The "should be avoided" in the last sentence can be satisified
either by the callers being extra careful, or the callee ignoring
earlier entries with the same path. I do not have a strong
objection against allowing looser callers, but if that is what is
going on, perhaps
By teaching "mktree" to ignore the earlier entries for the
same path in the input, the callers can be more casual about
sending duplicate entries in order to avoid creating an
invalid tree objects.
is a more honest justification for this setp?

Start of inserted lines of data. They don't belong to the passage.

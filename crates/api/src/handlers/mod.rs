pub mod about_content;
pub mod admin;
pub mod contact_message;
pub mod thumbnail;
//! Route definitions for the `/contact-messages` resource.

use axum::routing::{delete, get, patch};
use axum::Router;

use crate::handlers::contact_message;
use crate::state::AppState;

/// Routes mounted at `/contact-messages`.
///
/// ```text
/// GET    /            -> list (admin)
/// POST   /            -> create (public)
/// DELETE /{id}        -> delete (admin)
/// PATCH  /{id}/read   -> mark_read (admin)
/// ```
pub fn router() -> Router<AppState> {
    Router::new()
        .route(
            "/",
            get(contact_message::list).post(contact_message::create),
        )
        .route("/{id}", delete(contact_message::delete))
        .route("/{id}/read", patch(contact_message::mark_read))
}
//! Folio API server library.
//!
//! Exposes the building blocks (config, state, error handling, routes,
//! upload storage) so integration tests and the binary entrypoint can both
//! access them.

pub mod auth;
pub mod config;
pub mod error;
pub mod extract;
pub mod handlers;
pub mod middleware;
pub mod response;
pub mod router;
pub mod routes;
pub mod state;
pub mod uploads;
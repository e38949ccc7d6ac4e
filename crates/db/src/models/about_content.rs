//! About-section content model and DTOs.

use folio_core::types::{DbId, Timestamp};
use serde::{Deserialize, Serialize};
use sqlx::FromRow;
use validator::Validate;

/// The single row of the `about_content` table.
#[derive(Debug, Clone, FromRow, Serialize)]
#[serde(rename_all = "camelCase")]
pub struct AboutContent {
    pub id: DbId,
    pub title: String,
    pub description: String,
    pub experience: String,
    pub expertise: String,
    pub thumbnails_created: String,
    pub happy_clients: String,
    pub updated_at: Timestamp,
}

/// DTO for saving the about content. Every field is required and replaces
/// the stored value.
#[derive(Debug, Clone, Deserialize, Validate)]
#[serde(rename_all = "camelCase")]
pub struct SaveAboutContent {
    #[validate(length(min = 1))]
    pub title: String,
    #[validate(length(min = 1))]
    pub description: String,
    #[validate(length(min = 1))]
    pub experience: String,
    #[validate(length(min = 1))]
    pub expertise: String,
    #[validate(length(min = 1))]
    pub thumbnails_created: String,
    #[validate(length(min = 1))]
    pub happy_clients: String,
}
//! Authentication primitives.
//!
//! - [`admin`] -- the configured admin credential and the login check.
//! - [`password`] -- Argon2id password hashing and verification.
//! - [`jwt`] -- JWT access-token generation and validation.

pub mod admin;
pub mod jwt;
pub mod password;
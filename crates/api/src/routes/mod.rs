pub mod about_content;
pub mod admin;
pub mod contact_messages;
pub mod health;
pub mod projects;

use axum::Router;

use crate::config::ServerConfig;
use crate::state::AppState;

/// Build the `/api` route tree.
///
/// Route hierarchy:
///
/// ```text
/// /admin/login                        login (public)
///
/// /projects                           list (public), upload (admin)
/// /projects/{id}                      get (public), soft delete (admin)
///
/// /contact-messages                   list (admin), submit (public)
/// /contact-messages/{id}              delete (admin)
/// /contact-messages/{id}/read         mark read (admin)
///
/// /about-content                      get (public), save (admin)
/// ```
pub fn api_routes(config: &ServerConfig) -> Router<AppState> {
    Router::new()
        // Admin login.
        .nest("/admin", admin::router())
        // Portfolio thumbnails and image upload.
        .nest("/projects", projects::router(config.max_upload_bytes))
        // Contact form inbox.
        .nest("/contact-messages", contact_messages::router())
        // About section.
        .nest("/about-content", about_content::router())
}
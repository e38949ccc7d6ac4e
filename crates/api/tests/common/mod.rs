#![allow(dead_code)]

use std::sync::{Arc, OnceLock};

use axum::body::Body;
use axum::http::{header, Method, Request, Response};
use axum::Router;
use http_body_util::BodyExt;
use sqlx::PgPool;
use tempfile::TempDir;
use tower::ServiceExt;

use folio_api::auth::admin::AdminCredentials;
use folio_api::auth::jwt::{generate_access_token, JwtConfig};
use folio_api::auth::password::hash_password;
use folio_api::config::ServerConfig;
use folio_api::router::build_app_router;
use folio_api::state::AppState;
use folio_api::uploads::UploadStore;
use folio_core::roles::ROLE_ADMIN;
use folio_core::upload::MAX_UPLOAD_BYTES;

pub const ADMIN_EMAIL: &str = "owner@example.com";
pub const ADMIN_PASSWORD: &str = "correct-horse-battery";
pub const MULTIPART_BOUNDARY: &str = "folio-test-boundary";

/// Argon2 hashing is slow in debug builds; hash the test password once.
fn admin_password_hash() -> &'static str {
    static HASH: OnceLock<String> = OnceLock::new();
    HASH.get_or_init(|| hash_password(ADMIN_PASSWORD).expect("hashing should succeed"))
}

fn jwt_config() -> JwtConfig {
    JwtConfig {
        secret: "test-secret-that-is-long-enough-for-hmac".to_string(),
        expiry_mins: 60,
    }
}

/// Build a test `ServerConfig` with safe defaults and a temporary upload dir.
pub fn test_config(upload_dir: &TempDir) -> ServerConfig {
    ServerConfig {
        host: "127.0.0.1".to_string(),
        port: 0,
        cors_origins: vec!["http://localhost:5173".to_string()],
        request_timeout_secs: 30,
        upload_dir: upload_dir.path().to_path_buf(),
        max_upload_bytes: MAX_UPLOAD_BYTES,
        admin: AdminCredentials::new(ADMIN_EMAIL, admin_password_hash())
            .expect("test hash must be valid"),
        jwt: jwt_config(),
    }
}

/// A router wired to a test database plus the temp dir backing its uploads.
///
/// Keep the struct alive for the duration of the test; dropping it removes
/// the upload directory.
pub struct TestApp {
    pub router: Router,
    pub upload_dir: TempDir,
}

impl TestApp {
    pub fn router(&self) -> Router {
        self.router.clone()
    }

    /// Number of files currently in the upload directory.
    pub fn uploaded_file_count(&self) -> usize {
        std::fs::read_dir(self.upload_dir.path())
            .map(|entries| entries.count())
            .unwrap_or(0)
    }
}

/// Build the full application router through the same builder production
/// uses, so tests exercise the real middleware stack.
pub fn build_test_app(pool: PgPool) -> TestApp {
    let upload_dir = tempfile::tempdir().expect("temp dir");
    let config = test_config(&upload_dir);

    let state = AppState {
        pool,
        config: Arc::new(config.clone()),
        uploads: Arc::new(UploadStore::new(config.upload_dir.clone())),
    };

    TestApp {
        router: build_app_router(state, &config),
        upload_dir,
    }
}

/// A valid admin bearer token for the test configuration.
pub fn admin_token() -> String {
    generate_access_token(ADMIN_EMAIL, ROLE_ADMIN, &jwt_config()).expect("token generation")
}

// ---------------------------------------------------------------------------
// Request helpers
// ---------------------------------------------------------------------------

async fn send(app: Router, request: Request<Body>) -> Response<Body> {
    app.oneshot(request).await.unwrap()
}

fn builder(method: Method, uri: &str, token: Option<&str>) -> axum::http::request::Builder {
    let builder = Request::builder().method(method).uri(uri);
    match token {
        Some(token) => builder.header(header::AUTHORIZATION, format!("Bearer {token}")),
        None => builder,
    }
}

pub async fn get(app: Router, uri: &str) -> Response<Body> {
    send(app, builder(Method::GET, uri, None).body(Body::empty()).unwrap()).await
}

pub async fn get_auth(app: Router, uri: &str, token: &str) -> Response<Body> {
    send(app, builder(Method::GET, uri, Some(token)).body(Body::empty()).unwrap()).await
}

pub async fn post_json(app: Router, uri: &str, body: serde_json::Value) -> Response<Body> {
    let request = builder(Method::POST, uri, None)
        .header(header::CONTENT_TYPE, "application/json")
        .body(Body::from(body.to_string()))
        .unwrap();
    send(app, request).await
}

pub async fn post_json_auth(
    app: Router,
    uri: &str,
    body: serde_json::Value,
    token: &str,
) -> Response<Body> {
    let request = builder(Method::POST, uri, Some(token))
        .header(header::CONTENT_TYPE, "application/json")
        .body(Body::from(body.to_string()))
        .unwrap();
    send(app, request).await
}

pub async fn patch_auth(app: Router, uri: &str, token: &str) -> Response<Body> {
    send(app, builder(Method::PATCH, uri, Some(token)).body(Body::empty()).unwrap()).await
}

pub async fn delete(app: Router, uri: &str) -> Response<Body> {
    send(app, builder(Method::DELETE, uri, None).body(Body::empty()).unwrap()).await
}

pub async fn delete_auth(app: Router, uri: &str, token: &str) -> Response<Body> {
    send(app, builder(Method::DELETE, uri, Some(token)).body(Body::empty()).unwrap()).await
}

pub async fn post_multipart(
    app: Router,
    uri: &str,
    parts: &[Part],
    token: Option<&str>,
) -> Response<Body> {
    let request = builder(Method::POST, uri, token)
        .header(
            header::CONTENT_TYPE,
            format!("multipart/form-data; boundary={MULTIPART_BOUNDARY}"),
        )
        .body(Body::from(multipart_body(parts)))
        .unwrap();
    send(app, request).await
}

/// Collect a response body and parse it as JSON.
pub async fn body_json(response: Response<Body>) -> serde_json::Value {
    let bytes = response.into_body().collect().await.unwrap().to_bytes();
    serde_json::from_slice(&bytes).unwrap()
}

pub async fn body_bytes(response: Response<Body>) -> Vec<u8> {
    response.into_body().collect().await.unwrap().to_bytes().to_vec()
}

// ---------------------------------------------------------------------------
// Multipart bodies
// ---------------------------------------------------------------------------

/// One part of a `multipart/form-data` body.
pub struct Part {
    pub name: &'static str,
    pub file_name: Option<&'static str>,
    pub content_type: Option<&'static str>,
    pub data: Vec<u8>,
}

impl Part {
    pub fn file(file_name: &'static str, content_type: &'static str, data: Vec<u8>) -> Self {
        Self {
            name: "image",
            file_name: Some(file_name),
            content_type: Some(content_type),
            data,
        }
    }

    pub fn text(name: &'static str, value: &str) -> Self {
        Self {
            name,
            file_name: None,
            content_type: None,
            data: value.as_bytes().to_vec(),
        }
    }
}

pub fn multipart_body(parts: &[Part]) -> Vec<u8> {
    let mut body = Vec::new();
    for part in parts {
        body.extend_from_slice(format!("--{MULTIPART_BOUNDARY}\r\n").as_bytes());
        let disposition = match part.file_name {
            Some(file_name) => format!(
                "Content-Disposition: form-data; name=\"{}\"; filename=\"{file_name}\"\r\n",
                part.name
            ),
            None => format!("Content-Disposition: form-data; name=\"{}\"\r\n", part.name),
        };
        body.extend_from_slice(disposition.as_bytes());
        if let Some(content_type) = part.content_type {
            body.extend_from_slice(format!("Content-Type: {content_type}\r\n").as_bytes());
        }
        body.extend_from_slice(b"\r\n");
        body.extend_from_slice(&part.data);
        body.extend_from_slice(b"\r\n");
    }
    body.extend_from_slice(format!("--{MULTIPART_BOUNDARY}--\r\n").as_bytes());
    body
}

/// A tiny byte payload standing in for PNG data; only the declared type is checked.
pub fn png_bytes() -> Vec<u8> {
    b"\x89PNG\r\n\x1a\nfake-image-data".to_vec()
}
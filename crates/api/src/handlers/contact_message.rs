//! Handlers for the `/contact-messages` resource.

use axum::extract::{Path, State};
use axum::http::StatusCode;
use axum::Json;
use folio_core::contact::is_known_project_type;
use folio_core::error::CoreError;
use folio_db::models::contact_message::{ContactMessage, CreateContactMessage};
use folio_db::repositories::ContactMessageRepo;

use crate::error::{AppError, AppResult};
use crate::extract::{parse_id, ValidatedJson};
use crate::middleware::auth::AdminUser;
use crate::response::Ack;
use crate::state::AppState;

const ENTITY: &str = "ContactMessage";

/// GET /api/contact-messages
///
/// All messages, newest first. Admin only.
pub async fn list(
    State(state): State<AppState>,
    _admin: AdminUser,
) -> AppResult<Json<Vec<ContactMessage>>> {
    let messages = ContactMessageRepo::list(&state.pool).await?;
    Ok(Json(messages))
}

/// POST /api/contact-messages
///
/// Public contact form submission. The stored message is always unread.
pub async fn create(
    State(state): State<AppState>,
    ValidatedJson(input): ValidatedJson<CreateContactMessage>,
) -> AppResult<(StatusCode, Json<ContactMessage>)> {
    if !is_known_project_type(&input.project_type) {
        tracing::debug!(project_type = %input.project_type, "Contact message with unlisted project type");
    }

    let message = ContactMessageRepo::create(&state.pool, &input).await?;
    tracing::info!(message_id = %message.id, "Contact message received");
    Ok((StatusCode::CREATED, Json(message)))
}

/// PATCH /api/contact-messages/{id}/read
pub async fn mark_read(
    State(state): State<AppState>,
    _admin: AdminUser,
    Path(id): Path<String>,
) -> AppResult<Json<Ack>> {
    let id = parse_id(ENTITY, &id)?;
    if ContactMessageRepo::mark_read(&state.pool, id).await? {
        Ok(Json(Ack::ok("Message marked as read")))
    } else {
        Err(AppError::Core(CoreError::not_found(ENTITY, id)))
    }
}

/// DELETE /api/contact-messages/{id}
///
/// Permanently removes the message.
pub async fn delete(
    State(state): State<AppState>,
    _admin: AdminUser,
    Path(id): Path<String>,
) -> AppResult<Json<Ack>> {
    let id = parse_id(ENTITY, &id)?;
    if ContactMessageRepo::delete(&state.pool, id).await? {
        tracing::info!(message_id = %id, "Contact message deleted");
        Ok(Json(Ack::ok("Message deleted successfully")))
    } else {
        Err(AppError::Core(CoreError::not_found(ENTITY, id)))
    }
}
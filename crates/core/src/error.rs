#[derive(Debug, thiserror::Error)]
pub enum CoreError {
    #[error("Entity not found: {entity} with id {id}")]
    NotFound { entity: &'static str, id: String },

    #[error("Validation failed: {0}")]
    Validation(String),

    #[error("Unauthorized: {0}")]
    Unauthorized(String),

    #[error("Invalid file type: {0}")]
    InvalidFileType(String),

    #[error("File exceeds the maximum upload size of {max} bytes")]
    FileTooLarge { max: u64 },

    #[error("Storage unavailable: {0}")]
    StorageUnavailable(String),

    #[error("Internal error: {0}")]
    Internal(String),
}

impl CoreError {
    /// Shorthand for [`CoreError::NotFound`] with any displayable id.
    pub fn not_found(entity: &'static str, id: impl std::fmt::Display) -> Self {
        Self::NotFound {
            entity,
            id: id.to_string(),
        }
    }
}
//! Thumbnail entity model and DTOs.

use folio_core::types::{DbId, Timestamp};
use serde::{Deserialize, Serialize};
use sqlx::FromRow;
use validator::Validate;

/// A row from the `thumbnails` table.
#[derive(Debug, Clone, FromRow, Serialize)]
#[serde(rename_all = "camelCase")]
pub struct Thumbnail {
    pub id: DbId,
    pub title: Option<String>,
    pub description: Option<String>,
    /// Root-relative URL the image is served from.
    pub image_url: String,
    /// Stored filename backing `image_url`.
    pub image_public_id: Option<String>,
    pub created_at: Timestamp,
    /// `false` once the thumbnail has been deleted by the admin.
    pub is_active: bool,
}

/// DTO for creating a thumbnail. `is_active` always starts `true`.
#[derive(Debug, Clone, Deserialize, Validate)]
#[serde(rename_all = "camelCase")]
pub struct CreateThumbnail {
    pub title: Option<String>,
    pub description: Option<String>,
    #[validate(length(min = 1, message = "imageUrl must not be empty"))]
    pub image_url: String,
    pub image_public_id: Option<String>,
}
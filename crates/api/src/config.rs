use std::path::PathBuf;

use folio_core::upload::MAX_UPLOAD_BYTES;

use crate::auth::admin::AdminCredentials;
use crate::auth::jwt::JwtConfig;

/// Server configuration loaded from environment variables.
///
/// Everything except the admin credential and JWT secret has a default
/// suitable for local development.
#[derive(Debug, Clone)]
pub struct ServerConfig {
    /// Bind address (default: `0.0.0.0`).
    pub host: String,
    /// Bind port (default: `5000`).
    pub port: u16,
    /// Allowed CORS origins, parsed from comma-separated `CORS_ORIGINS` env var.
    pub cors_origins: Vec<String>,
    /// HTTP request timeout in seconds (default: `30`).
    pub request_timeout_secs: u64,
    /// Directory uploaded images are written to (default: `uploads`).
    pub upload_dir: PathBuf,
    /// Maximum accepted image size in bytes (default: 5 MiB).
    pub max_upload_bytes: u64,
    /// The single admin login.
    pub admin: AdminCredentials,
    /// JWT token configuration (secret, expiry).
    pub jwt: JwtConfig,
}

impl ServerConfig {
    /// Load configuration from environment variables with defaults.
    ///
    /// | Env Var                | Default                    |
    /// |------------------------|----------------------------|
    /// | `HOST`                 | `0.0.0.0`                  |
    /// | `PORT`                 | `5000`                     |
    /// | `CORS_ORIGINS`         | `http://localhost:5173`    |
    /// | `REQUEST_TIMEOUT_SECS` | `30`                       |
    /// | `UPLOAD_DIR`           | `uploads`                  |
    /// | `MAX_UPLOAD_BYTES`     | `5242880`                  |
    ///
    /// See [`AdminCredentials::from_env`] and [`JwtConfig::from_env`] for
    /// the required auth variables.
    pub fn from_env() -> Self {
        let host = std::env::var("HOST").unwrap_or_else(|_| "0.0.0.0".into());

        let port: u16 = std::env::var("PORT")
            .unwrap_or_else(|_| "5000".into())
            .parse()
            .expect("PORT must be a valid u16");

        let cors_origins: Vec<String> = std::env::var("CORS_ORIGINS")
            .unwrap_or_else(|_| "http://localhost:5173".into())
            .split(',')
            .map(|s| s.trim().to_string())
            .filter(|s| !s.is_empty())
            .collect();

        let request_timeout_secs: u64 = std::env::var("REQUEST_TIMEOUT_SECS")
            .unwrap_or_else(|_| "30".into())
            .parse()
            .expect("REQUEST_TIMEOUT_SECS must be a valid u64");

        let upload_dir = std::env::var("UPLOAD_DIR")
            .map(PathBuf::from)
            .unwrap_or_else(|_| PathBuf::from("uploads"));

        let max_upload_bytes: u64 = std::env::var("MAX_UPLOAD_BYTES")
            .unwrap_or_else(|_| MAX_UPLOAD_BYTES.to_string())
            .parse()
            .expect("MAX_UPLOAD_BYTES must be a valid u64");

        Self {
            host,
            port,
            cors_origins,
            request_timeout_secs,
            upload_dir,
            max_upload_bytes,
            admin: AdminCredentials::from_env(),
            jwt: JwtConfig::from_env(),
        }
    }
}
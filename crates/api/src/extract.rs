//! Request extractors and helpers that turn malformed input into
//! `VALIDATION_ERROR` / `NOT_FOUND` responses instead of Axum's plain-text
//! rejections.

use axum::extract::{FromRequest, Request};
use axum::Json;
use folio_core::error::CoreError;
use folio_core::types::DbId;
use serde::de::DeserializeOwned;
use validator::{Validate, ValidationErrors};

use crate::error::AppError;

/// JSON body that has been deserialized and passed its `Validate` rules.
///
/// ```ignore
/// async fn create(ValidatedJson(input): ValidatedJson<CreateContactMessage>) -> AppResult<()> {
///     // input is well-formed here
///     Ok(())
/// }
/// ```
#[derive(Debug)]
pub struct ValidatedJson<T>(pub T);

impl<T, S> FromRequest<S> for ValidatedJson<T>
where
    T: DeserializeOwned + Validate,
    S: Send + Sync,
{
    type Rejection = AppError;

    async fn from_request(req: Request, state: &S) -> Result<Self, Self::Rejection> {
        let Json(value) = Json::<T>::from_request(req, state)
            .await
            .map_err(|rejection| CoreError::Validation(rejection.body_text()))?;
        value.validate()?;
        Ok(Self(value))
    }
}

impl From<ValidationErrors> for AppError {
    fn from(errors: ValidationErrors) -> Self {
        AppError::Core(CoreError::Validation(describe_validation_errors(&errors)))
    }
}

/// Summarize validation failures as a sorted list of offending field names.
pub fn describe_validation_errors(errors: &ValidationErrors) -> String {
    let mut fields: Vec<String> = errors
        .field_errors()
        .keys()
        .map(|field| field.to_string())
        .collect();
    fields.sort();
    format!("Invalid or missing fields: {}", fields.join(", "))
}

/// Parse a path id. Anything that is not a UUID cannot match a row, so it is
/// reported as not found.
pub fn parse_id(entity: &'static str, raw: &str) -> Result<DbId, AppError> {
    raw.parse::<DbId>()
        .map_err(|_| AppError::Core(CoreError::not_found(entity, raw)))
}
//! Domain primitives shared by the persistence and HTTP layers.
//!
//! Nothing in this crate performs I/O; it only defines types, the error
//! taxonomy, and pure policy functions.

pub mod contact;
pub mod error;
pub mod roles;
pub mod types;
pub mod upload;
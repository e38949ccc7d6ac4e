//! Repository for the `contact_messages` table.

use folio_core::types::DbId;
use sqlx::PgPool;

use crate::models::contact_message::{ContactMessage, CreateContactMessage};

/// Column list shared across queries to avoid repetition.
const COLUMNS: &str = "id, name, email, project_type, message, created_at, is_read";

/// Provides CRUD operations for contact messages.
pub struct ContactMessageRepo;

impl ContactMessageRepo {
    /// List all messages, most recently received first.
    pub async fn list(pool: &PgPool) -> Result<Vec<ContactMessage>, sqlx::Error> {
        let query = format!("SELECT {COLUMNS} FROM contact_messages ORDER BY created_at DESC");
        sqlx::query_as::<_, ContactMessage>(&query)
            .fetch_all(pool)
            .await
    }

    /// Find a message by id.
    pub async fn find_by_id(
        pool: &PgPool,
        id: DbId,
    ) -> Result<Option<ContactMessage>, sqlx::Error> {
        let query = format!("SELECT {COLUMNS} FROM contact_messages WHERE id = $1");
        sqlx::query_as::<_, ContactMessage>(&query)
            .bind(id)
            .fetch_optional(pool)
            .await
    }

    /// Insert a new message. `is_read` is always stored as `false`.
    pub async fn create(
        pool: &PgPool,
        input: &CreateContactMessage,
    ) -> Result<ContactMessage, sqlx::Error> {
        let query = format!(
            "INSERT INTO contact_messages (name, email, project_type, message, is_read)
             VALUES ($1, $2, $3, $4, FALSE)
             RETURNING {COLUMNS}"
        );
        sqlx::query_as::<_, ContactMessage>(&query)
            .bind(&input.name)
            .bind(&input.email)
            .bind(&input.project_type)
            .bind(&input.message)
            .fetch_one(pool)
            .await
    }

    /// Mark a message as read. Returns `true` if a row with `id` exists.
    pub async fn mark_read(pool: &PgPool, id: DbId) -> Result<bool, sqlx::Error> {
        let result = sqlx::query("UPDATE contact_messages SET is_read = TRUE WHERE id = $1")
            .bind(id)
            .execute(pool)
            .await?;
        Ok(result.rows_affected() > 0)
    }

    /// Permanently delete a message. Returns `true` if a row was removed.
    pub async fn delete(pool: &PgPool, id: DbId) -> Result<bool, sqlx::Error> {
        let result = sqlx::query("DELETE FROM contact_messages WHERE id = $1")
            .bind(id)
            .execute(pool)
            .await?;
        Ok(result.rows_affected() > 0)
    }
}
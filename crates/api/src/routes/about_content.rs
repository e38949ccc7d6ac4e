//! Route definitions for the `/about-content` resource.

use axum::routing::get;
use axum::Router;

use crate::handlers::about_content;
use crate::state::AppState;

/// Routes mounted at `/about-content`.
///
/// ```text
/// GET  /   -> get
/// POST /   -> save (admin)
/// ```
pub fn router() -> Router<AppState> {
    Router::new().route("/", get(about_content::get).post(about_content::save))
}
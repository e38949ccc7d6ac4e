//! Route definitions for the `/projects` resource.

use axum::extract::DefaultBodyLimit;
use axum::routing::get;
use axum::Router;

use crate::handlers::thumbnail;
use crate::state::AppState;

/// Room for multipart boundaries and the text fields on top of the file.
const MULTIPART_OVERHEAD_BYTES: u64 = 64 * 1024;

/// Routes mounted at `/projects`.
///
/// ```text
/// GET    /        -> list
/// POST   /        -> create (multipart upload)
/// GET    /{id}    -> get_by_id
/// DELETE /{id}    -> delete
/// ```
///
/// The body limit is raised just past `max_upload_bytes` so the handler can
/// report oversized files itself.
pub fn router(max_upload_bytes: u64) -> Router<AppState> {
    Router::new()
        .route(
            "/",
            get(thumbnail::list)
                .post(thumbnail::create)
                .layer(DefaultBodyLimit::max(upload_body_limit(max_upload_bytes))),
        )
        .route("/{id}", get(thumbnail::get_by_id).delete(thumbnail::delete))
}

/// Request body limit for uploads, clamped to what the platform can address.
fn upload_body_limit(max_upload_bytes: u64) -> usize {
    let limit = max_upload_bytes.saturating_add(MULTIPART_OVERHEAD_BYTES);
    usize::try_from(limit).unwrap_or(usize::MAX)
}
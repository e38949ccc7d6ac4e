//! The single admin principal.
//!
//! The site has exactly one operator. Their email and an Argon2id hash of
//! their password come from the environment; a successful check is what
//! allows `POST /api/admin/login` to issue an access token.

use super::password::{hash_password, is_valid_hash, verify_password};

/// The configured admin credential.
#[derive(Clone)]
pub struct AdminCredentials {
    /// Login email, stored trimmed and lowercased.
    pub email: String,
    /// Argon2id PHC hash of the admin password.
    password_hash: String,
}

impl std::fmt::Debug for AdminCredentials {
    fn fmt(&self, f: &mut std::fmt::Formatter<'_>) -> std::fmt::Result {
        f.debug_struct("AdminCredentials")
            .field("email", &self.email)
            .field("password_hash", &"<redacted>")
            .finish()
    }
}

impl AdminCredentials {
    /// Build credentials from an email and an existing PHC hash.
    ///
    /// Returns `None` if the hash is not a valid PHC string.
    pub fn new(email: &str, password_hash: impl Into<String>) -> Option<Self> {
        let password_hash = password_hash.into();
        if !is_valid_hash(&password_hash) {
            return None;
        }
        Some(Self {
            email: normalize_email(email),
            password_hash,
        })
    }

    /// Load the admin credential from environment variables.
    ///
    /// | Env Var               | Required | Notes                                   |
    /// |-----------------------|----------|-----------------------------------------|
    /// | `ADMIN_EMAIL`         | **yes**  |                                         |
    /// | `ADMIN_PASSWORD_HASH` | one of   | Argon2id PHC string                     |
    /// | `ADMIN_PASSWORD`      | one of   | plaintext, hashed once at startup       |
    ///
    /// # Panics
    ///
    /// Panics if the email is missing, if neither password variable is set,
    /// or if the hash cannot be parsed.
    pub fn from_env() -> Self {
        let email = std::env::var("ADMIN_EMAIL").expect("ADMIN_EMAIL must be set");
        assert!(!email.trim().is_empty(), "ADMIN_EMAIL must not be empty");

        let password_hash = match std::env::var("ADMIN_PASSWORD_HASH") {
            Ok(hash) => hash,
            Err(_) => {
                let plaintext = std::env::var("ADMIN_PASSWORD")
                    .expect("ADMIN_PASSWORD_HASH or ADMIN_PASSWORD must be set");
                assert!(!plaintext.is_empty(), "ADMIN_PASSWORD must not be empty");
                tracing::warn!(
                    "ADMIN_PASSWORD is set in plaintext; prefer ADMIN_PASSWORD_HASH in production"
                );
                hash_password(&plaintext)
                    .unwrap_or_else(|e| panic!("Failed to hash ADMIN_PASSWORD: {e}"))
            }
        };

        Self::new(&email, password_hash)
            .expect("ADMIN_PASSWORD_HASH must be a valid Argon2 PHC string")
    }

    /// Check a submitted email/password pair against the configured credential.
    ///
    /// The password hash is verified even when the email does not match, so
    /// both failure cases cost the same.
    pub fn authenticate(
        &self,
        email: &str,
        password: &str,
    ) -> Result<bool, argon2::password_hash::Error> {
        let email_matches = normalize_email(email) == self.email;
        let password_matches = verify_password(password, &self.password_hash)?;
        Ok(email_matches && password_matches)
    }
}

fn normalize_email(email: &str) -> String {
    email.trim().to_lowercase()
}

> diff --git a/Documentation/git-mktree.txt b/Documentation/git-mktree.txt
> index 5f3a6dfe38e..cf1fd82f754 100644
> --- a/Documentation/git-mktree.txt
> +++ b/Documentation/git-mktree.txt
> @@ -54,7 +54,8 @@ cannot be represented in a tree object. The command will fail without
> writing the tree if a higher order stage is specified for any entry.
>
> The order of the tree entries is normalized by `mktree` so pre-sorting the
> -input by path is not required.
> +input by path is not required. Multiple entries provided with the same path
> +are deduplicated, with only the last one specified added to the tree.
OK.
> struct tree_entry {
> + /* Internal */
> + size_t order;
> +
> unsigned mode;
> struct object_id oid;
> int len;
> @@ -74,15 +77,49 @@ static void append_to_tree(unsigned mode, struct object_id *oid, const char *pat
> ent->len = len;
> oidcpy(&ent->oid, oid);
>
> + ent->order = arr->nr;
> tree_entry_array_push(arr, ent);
> }
>
> -static int ent_compare(const void *a_, const void *b_)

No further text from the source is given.